桐生祥秀がマセラティのアンバサダーに就任した理由

先月、桐生祥秀(日本生命)がイタリアの高級スポーツカーメーカーの「マセラティ」のブランドアンバサダーに就任した。2017年に日本選手初の9秒台を樹立。延期されることになった東京五輪でも、エースとしての活躍が期待される24歳には、アンバサダー就任を決めた"ある哲学"があった。

「マセラティのエンジンの重低音が好き」 

最低価格\27,000,000[税込]からの入札形式によって販売。売り上げの一部は日本陸上競技連盟に寄付されるという。入札終了は、4月9日(木)の午後11時59分。写真は、マセラティジャパン提供  

「パイオニアでありたい」ーー。

日本人初の9秒台を記録した男、桐生祥秀。東洋大を卒業した2年前から、陸上部が存在しないは日本生命と契約を結び、実質的なプロ選手として活動する。そんな24歳が、強い口調で誇らしげに言ったのが、冒頭の言葉である。

去る2月18日。まだ、新型コロナウイルスが世界的に蔓延する前、彼は六本木ヒルズで高級スポーツカー「マセラティ」のブランドアンバサダー就任会見に出席していた。世界に1台しかない特別限定車「マセラティ グラントゥーリズモ グランフィナーレ」を前にして、多くの報道陣や関係者の前で「嬉しい気持ちとともに、世界のマセラティ社と一緒に歩んでいけると思うとワクワクしています」と誇らしげに語っていた。

この日、桐生がなぜこれほどまでに"誇らしげ"だったのか。それは彼が、いわゆるプロ選手として、イタリアの高級スポーツカーブランドのアンバサダー契約を勝ち取ったことが第一だろう。しかし、それだけではないと感じた。会見後のインタビューで、こう答えたのだった。

 「これまでの陸上選手で、高級車のアンバサダーは今までひとりもいなかった。そういう意味では、陸上選手としての価値が上がったと思う。これからも、パイオニアでありたい。それが日本の短距離界のためにもなると思う」

ただ単にプロとして「飯を食べる」という意識ではなく、自らが先陣となって「切り拓きたい」という強い思い。日本の陸上短距離選手の価値を上げることによって、競技のすそ野を広げようという意識が存在したのである。

マセラティのアンバサダー就任という事実が、彼のプライドをくすぐったのは、もともと「クルマ好き」だったということも要因となっている。契約にともない、V8ツインターボを搭載したスーパーSUV「レヴァンテ トロフェオ」を見事にゲットしたのである。
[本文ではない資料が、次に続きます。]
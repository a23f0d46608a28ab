// crates/sgs_foundation/src/error.rs

//! 错误处理模块，定义统一错误类型
//!
//! 提供 `SgsError` 枚举和 `SgsResult` 类型别名。
//!
//! 注意：闭合模型内部的数值病态（动态比值分母趋零、负有效粘性）
//! 在局部被恢复，不会以错误形式向上传播；这里只定义真正需要
//! 调用方处理的错误。
//!
//! # 示例
//!
//! ```
//! use sgs_foundation::error::{SgsError, SgsResult};
//!
//! fn read_coeffs() -> SgsResult<()> {
//!     Err(SgsError::config("qrCoeffs.ck 必须为有限数"))
//! }
//! assert!(read_coeffs().is_err());
//! ```

use thiserror::Error;

use crate::dimension::Dimensions;

/// 统一结果类型
pub type SgsResult<T> = Result<T, SgsError>;

/// SgsLab 错误类型
#[derive(Error, Debug)]
pub enum SgsError {
    /// 配置错误
    #[error("配置错误: {message}")]
    Config {
        /// 具体错误信息
        message: String,
    },

    /// 配置值无效
    #[error("配置值无效: {key}={value}, 原因: {reason}")]
    InvalidConfig {
        /// 配置键名
        key: String,
        /// 配置值
        value: String,
        /// 无效原因说明
        reason: String,
    },

    /// 无效输入
    #[error("无效的输入数据: {message}")]
    InvalidInput {
        /// 说明无效原因
        message: String,
    },

    /// 数组大小不匹配
    #[error("数组大小不匹配: {name} 期望{expected}, 实际{actual}")]
    SizeMismatch {
        /// 数据名称
        name: &'static str,
        /// 期望大小
        expected: usize,
        /// 实际大小
        actual: usize,
    },

    /// 无效网格
    #[error("无效的网格: {message}")]
    InvalidMesh {
        /// 具体错误信息
        message: String,
    },

    /// 量纲不一致
    #[error("量纲不一致: {operation} 左操作数 {lhs}, 右操作数 {rhs}")]
    DimensionMismatch {
        /// 运算名称
        operation: &'static str,
        /// 左操作数量纲
        lhs: Dimensions,
        /// 右操作数量纲
        rhs: Dimensions,
    },

    /// 内部错误
    #[error("内部错误: {message}")]
    Internal {
        /// 内部错误描述
        message: String,
    },
}

impl SgsError {
    /// 配置错误
    pub fn config(message: impl Into<String>) -> Self {
        Self::Config {
            message: message.into(),
        }
    }

    /// 配置值无效
    pub fn invalid_config(
        key: impl Into<String>,
        value: impl Into<String>,
        reason: impl Into<String>,
    ) -> Self {
        Self::InvalidConfig {
            key: key.into(),
            value: value.into(),
            reason: reason.into(),
        }
    }

    /// 无效输入
    pub fn invalid_input(message: impl Into<String>) -> Self {
        Self::InvalidInput {
            message: message.into(),
        }
    }

    /// 数组大小不匹配
    pub fn size_mismatch(name: &'static str, expected: usize, actual: usize) -> Self {
        Self::SizeMismatch {
            name,
            expected,
            actual,
        }
    }

    /// 无效网格
    pub fn invalid_mesh(message: impl Into<String>) -> Self {
        Self::InvalidMesh {
            message: message.into(),
        }
    }

    /// 量纲不一致
    pub fn dimension_mismatch(operation: &'static str, lhs: Dimensions, rhs: Dimensions) -> Self {
        Self::DimensionMismatch {
            operation,
            lhs,
            rhs,
        }
    }

    /// 内部错误
    pub fn internal(message: impl Into<String>) -> Self {
        Self::Internal {
            message: message.into(),
        }
    }

    /// 是否为配置类错误
    pub fn is_config_error(&self) -> bool {
        matches!(self, Self::Config { .. } | Self::InvalidConfig { .. })
    }
}
// crates/sgs_physics/src/fields/mod.rs

//! 带量纲的离散场
//!
//! `Field<T>` 将一组单元（或面）值与其物理量纲、所在位置和名称绑定在一起。
//! 所有算子都生成新场，不修改输入；量纲不一致或长度不一致属于编程错误，
//! 在检测点立即 panic。
//!
//! # 场类型
//!
//! | 别名 | 值类型 | 典型用途 |
//! |------|--------|----------|
//! | [`ScalarField`] | `f64` | k, νsgs, δ, cD, cI |
//! | [`VectorField`] | `DVec3` | U |
//! | [`SymmTensorField`] | [`SymmTensor`] | D, L, M, B |
//! | [`TensorField`] | `DMat3` | ∇U |
//!
//! 超过 [`PARALLEL_THRESHOLD`] 个元素的逐点运算使用 rayon 并行。

pub mod ops;
pub mod tensor;

pub use tensor::SymmTensor;

use glam::{DMat3, DVec3};
use rayon::prelude::*;
use sgs_foundation::Dimensions;
use std::fmt::Debug;
use std::ops::{Add, Index, IndexMut, Mul, Sub};

/// 并行计算阈值（元素数）
pub const PARALLEL_THRESHOLD: usize = 4096;

/// 场的存储位置
#[derive(Debug, Clone, Copy, PartialEq, Eq, Hash)]
pub enum FieldLocation {
    /// 单元中心
    Cell,
    /// 面中心
    Face,
}

/// 可存入场中的值类型
pub trait FieldValue:
    Copy
    + Send
    + Sync
    + Debug
    + PartialEq
    + 'static
    + Add<Output = Self>
    + Sub<Output = Self>
    + Mul<f64, Output = Self>
{
    /// 零元
    const ZERO: Self;

    /// 是否所有分量有限
    fn is_finite_value(&self) -> bool;
}

impl FieldValue for f64 {
    const ZERO: Self = 0.0;

    #[inline]
    fn is_finite_value(&self) -> bool {
        self.is_finite()
    }
}

impl FieldValue for DVec3 {
    const ZERO: Self = DVec3::ZERO;

    #[inline]
    fn is_finite_value(&self) -> bool {
        self.is_finite()
    }
}

impl FieldValue for DMat3 {
    const ZERO: Self = DMat3::ZERO;

    #[inline]
    fn is_finite_value(&self) -> bool {
        self.is_finite()
    }
}

impl FieldValue for SymmTensor {
    const ZERO: Self = SymmTensor::ZERO;

    #[inline]
    fn is_finite_value(&self) -> bool {
        self.is_finite()
    }
}

/// 标量场
pub type ScalarField = Field<f64>;
/// 向量场
pub type VectorField = Field<DVec3>;
/// 对称张量场
pub type SymmTensorField = Field<SymmTensor>;
/// 一般张量场
pub type TensorField = Field<DMat3>;

/// 带量纲的离散场
#[derive(Debug, Clone, PartialEq)]
pub struct Field<T: FieldValue> {
    name: String,
    dimensions: Dimensions,
    location: FieldLocation,
    values: Vec<T>,
}

impl<T: FieldValue> Field<T> {
    /// 由值数组创建
    pub fn new(
        name: impl Into<String>,
        dimensions: Dimensions,
        location: FieldLocation,
        values: Vec<T>,
    ) -> Self {
        Self {
            name: name.into(),
            dimensions,
            location,
            values,
        }
    }

    /// 单元场
    pub fn cells(name: impl Into<String>, dimensions: Dimensions, values: Vec<T>) -> Self {
        Self::new(name, dimensions, FieldLocation::Cell, values)
    }

    /// 均匀单元场
    pub fn uniform(name: impl Into<String>, dimensions: Dimensions, n: usize, value: T) -> Self {
        Self::cells(name, dimensions, vec![value; n])
    }

    /// 零值单元场
    pub fn zeros(name: impl Into<String>, dimensions: Dimensions, n: usize) -> Self {
        Self::uniform(name, dimensions, n, T::ZERO)
    }

    /// 由索引函数生成
    pub fn from_fn<F>(
        name: impl Into<String>,
        dimensions: Dimensions,
        location: FieldLocation,
        n: usize,
        f: F,
    ) -> Self
    where
        F: Fn(usize) -> T + Send + Sync,
    {
        let values = if n >= PARALLEL_THRESHOLD {
            (0..n).into_par_iter().map(&f).collect()
        } else {
            (0..n).map(&f).collect()
        };
        Self::new(name, dimensions, location, values)
    }

    /// 名称
    #[inline]
    pub fn name(&self) -> &str {
        &self.name
    }

    /// 量纲
    #[inline]
    pub fn dimensions(&self) -> Dimensions {
        self.dimensions
    }

    /// 位置
    #[inline]
    pub fn location(&self) -> FieldLocation {
        self.location
    }

    /// 元素数
    #[inline]
    pub fn len(&self) -> usize {
        self.values.len()
    }

    /// 是否为空
    #[inline]
    pub fn is_empty(&self) -> bool {
        self.values.is_empty()
    }

    /// 值切片
    #[inline]
    pub fn values(&self) -> &[T] {
        &self.values
    }

    /// 可变值切片
    #[inline]
    pub fn values_mut(&mut self) -> &mut [T] {
        &mut self.values
    }

    /// 取出值数组
    pub fn into_values(self) -> Vec<T> {
        self.values
    }

    /// 迭代器
    #[inline]
    pub fn iter(&self) -> std::slice::Iter<'_, T> {
        self.values.iter()
    }

    /// 重命名
    pub fn renamed(mut self, name: impl Into<String>) -> Self {
        self.name = name.into();
        self
    }

    /// 所有值是否有限
    pub fn all_finite(&self) -> bool {
        self.values.iter().all(FieldValue::is_finite_value)
    }

    /// 逐点映射为新场
    pub fn map<U, F>(&self, name: impl Into<String>, dimensions: Dimensions, f: F) -> Field<U>
    where
        U: FieldValue,
        F: Fn(T) -> U + Send + Sync,
    {
        let values = if self.len() >= PARALLEL_THRESHOLD {
            self.values.par_iter().map(|&v| f(v)).collect()
        } else {
            self.values.iter().map(|&v| f(v)).collect()
        };
        Field::new(name, dimensions, self.location, values)
    }

    /// 两场逐点组合
    ///
    /// # Panics
    ///
    /// 位置或长度不一致时 panic。
    #[track_caller]
    pub fn zip_map<U, V, F>(
        &self,
        other: &Field<U>,
        name: impl Into<String>,
        dimensions: Dimensions,
        f: F,
    ) -> Field<V>
    where
        U: FieldValue,
        V: FieldValue,
        F: Fn(T, U) -> V + Send + Sync,
    {
        self.assert_compatible(other);
        let values = if self.len() >= PARALLEL_THRESHOLD {
            self.values
                .par_iter()
                .zip(other.values.par_iter())
                .map(|(&a, &b)| f(a, b))
                .collect()
        } else {
            self.values
                .iter()
                .zip(other.values.iter())
                .map(|(&a, &b)| f(a, b))
                .collect()
        };
        Field::new(name, dimensions, self.location, values)
    }

    #[track_caller]
    fn assert_compatible<U: FieldValue>(&self, other: &Field<U>) {
        assert_eq!(
            self.location, other.location,
            "场位置不一致: '{}' 与 '{}'",
            self.name, other.name
        );
        assert_eq!(
            self.len(),
            other.len(),
            "场长度不一致: '{}' 与 '{}'",
            self.name,
            other.name
        );
    }
}

impl<T: FieldValue> Index<usize> for Field<T> {
    type Output = T;

    #[inline]
    fn index(&self, i: usize) -> &T {
        &self.values[i]
    }
}

impl<T: FieldValue> IndexMut<usize> for Field<T> {
    #[inline]
    fn index_mut(&mut self, i: usize) -> &mut T {
        &mut self.values[i]
    }
}
// crates/sgs_mesh/src/lib.rs

//! SgsLab 网格模块
//!
//! 为亚格子闭合提供有限体积网格的只读拓扑与几何。
//!
//! # 核心类型
//!
//! - [`FvMesh`]: 只读 SoA 布局网格（单元中心/体积，面中心/面积向量/owner/neighbour）
//! - [`BoxMeshBuilder`]: 结构化六面体盒形网格生成器，支持逐方向周期
//!
//! # 约定
//!
//! - 内部面排在前，边界面排在后
//! - 面积向量 `Sf` 由 owner 指向 neighbour（边界面指向域外）
//! - 线性插值权重 `w` 作用在 owner 上：`φ_f = w·φ_O + (1-w)·φ_N`
//!
//! # 示例
//!
//! ```
//! use sgs_mesh::BoxMeshBuilder;
//!
//! let mesh = BoxMeshBuilder::new(4, 4, 4)
//!     .with_lengths(1.0, 1.0, 1.0)
//!     .periodic_all()
//!     .build()
//!     .unwrap();
//! assert_eq!(mesh.n_cells(), 64);
//! assert_eq!(mesh.n_boundary_faces(), 0);
//! ```

#![warn(missing_docs)]
#![warn(clippy::all)]

pub mod builder;
pub mod error;
pub mod mesh;

pub use builder::BoxMeshBuilder;
pub use error::{MeshError, MeshResult};
pub use mesh::{FvMesh, MeshStatistics};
「マセラティのエンジンの重低音が好き。加速するところを楽しみたい。今も、練習に行くのはずっとクルマで、生活の一部。クルマがないと練習場に行けない。マセラティで練習に行けるので、かなりモチベーションになります。自分で運転できるのは楽しみです」

自国開催の五輪は延期となってしまったが、"プロ選手"桐生にとっては、東京五輪までの露出が増える期間が長引くという捉え方もできなくはない。

「去年日本記録を(サニブラウン・ハキームに9秒97で)更新されたので、今年はしっかり自分が日本記録を出して、トロフェオ(イタリア語でトロフィー)とメダルを獲って活躍したい」

日本記録、オリンピックでのファイナリスト、そしてリレーでの金メダル獲得。桐生祥秀はこれからもプロとして結果を残して自らの存在感を高め、 陸上短距離界の価値を高めていく。

Yoshihide Kiryu
1995年滋賀県生まれ。中学校で陸上競技を始め、全国大会で活躍。洛南高校3年時には、当時のジュニア世界記録に並ぶ、10秒01をマーク。 東洋大学入学後は各大会で活躍、リオデジャネイロ2016オリンピックに出場し、陸上競技 男子4×100mリレーでは決勝でアジア記録を更新し銀メダルを獲得。2017年には世界陸上4×100mリレーで銅メダルを獲得。9月の日本学生選手権100m決勝にて、日本選手初の9秒台となる9秒98の日本新記録を樹立した。